In the midst of his testimony to the treasury select committee, Bank of England deputy governor Paul Tucker gave a suggestion that Britain might be considering some unorthodox monetary policy of its own:

I hope we’ll think about whether there are constraints to setting negative interest rates. This would be an extraordinary thing to do and it needs to be thought through very carefully.

Such a move would be unlikely to affect the Bank's base rate. While we still have cash, that rate is pretty firmly stuck at the zero lower bound, because savers will always be able to withdraw savings as cash and horde it that way, safely out of reach of the banks trying to charge interest on their money.

Instead, it would be the rate paid on the Bank's overnight deposits which would be hit. This is the sum the Bank pays to other banks which leave their money with the Bank of England. It's basically the interest rate the Bank charges when it's actually acting like a bank. It can get away with it because, while withdrawing your savings and stuffing them under a pillow may work for you or I, it's less of an option for Halifax or HSBC.

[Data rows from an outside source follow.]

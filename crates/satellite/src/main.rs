//! Satellite: a cross-chain bridge transfer console.

use eframe::egui;

mod app;
mod chrome;
mod flow_bridge;
mod state;
mod status_list;
mod swap;
mod ui;

fn main() -> eyre::Result<()> {
    // Initialize logging
    tracing_subscriber::fmt()
        .with_env_filter(
            tracing_subscriber::EnvFilter::from_default_env()
                .add_directive(tracing::Level::INFO.into()),
        )
        .init();

    tracing::info!("Starting Satellite");

    let config = satellite_flow_adapters::DeploymentConfig::from_env();

    let native_options = eframe::NativeOptions {
        viewport: egui::ViewportBuilder::default()
            .with_title("Satellite")
            .with_inner_size([960.0, 720.0])
            .with_min_inner_size([640.0, 480.0]),
        ..Default::default()
    };

    eframe::run_native(
        "Satellite",
        native_options,
        Box::new(move |cc| Ok(Box::new(app::App::new(cc, config)))),
    )
    .map_err(|e| eyre::eyre!("window loop exited: {e}"))
}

The Financial Times' David Keohane thinks that the statements, which echo suggestions in the minutes of the monetary policy committee released last week, could be an attempt to talk down the value of the pound. Keohane writes:

Throwing around the negative interest rates idea has become very trendy all of a sudden with Draghi, Praet and Constancio weighing in and, we'd argue, using the threat to substitute for policy impotence.

Was Bank of England deputy governor Paul Tucker doing the same thing? Using a jedi-trick to talk down sterling perchance?

Of course, as Keohane points out, if that was the aim, it didn't do a whole lot of good. The effect of Tucker's words is almost lost in the general volatility of the market today:

Maybe the Bank of England is just feeling a little bit jealous of its Japanese counterpart? After all, they're gearing up to do all kinds of cool new things with monetary policy — Foreign bond purchases! Stock exchange targeting! Capital stock nationalisation using the profits of quantitative easing! — while we're stuck with boring old open market policy, where a chart from eight months ago is still accurate.

Continuing the theme of literally illustrating metaphors, this is a picture of some spices. Photograph: Getty Images

Alex Hern is a technology reporter for the Guardian. He was formerly staff writer at the New Statesman. You should follow Alex on Twitter.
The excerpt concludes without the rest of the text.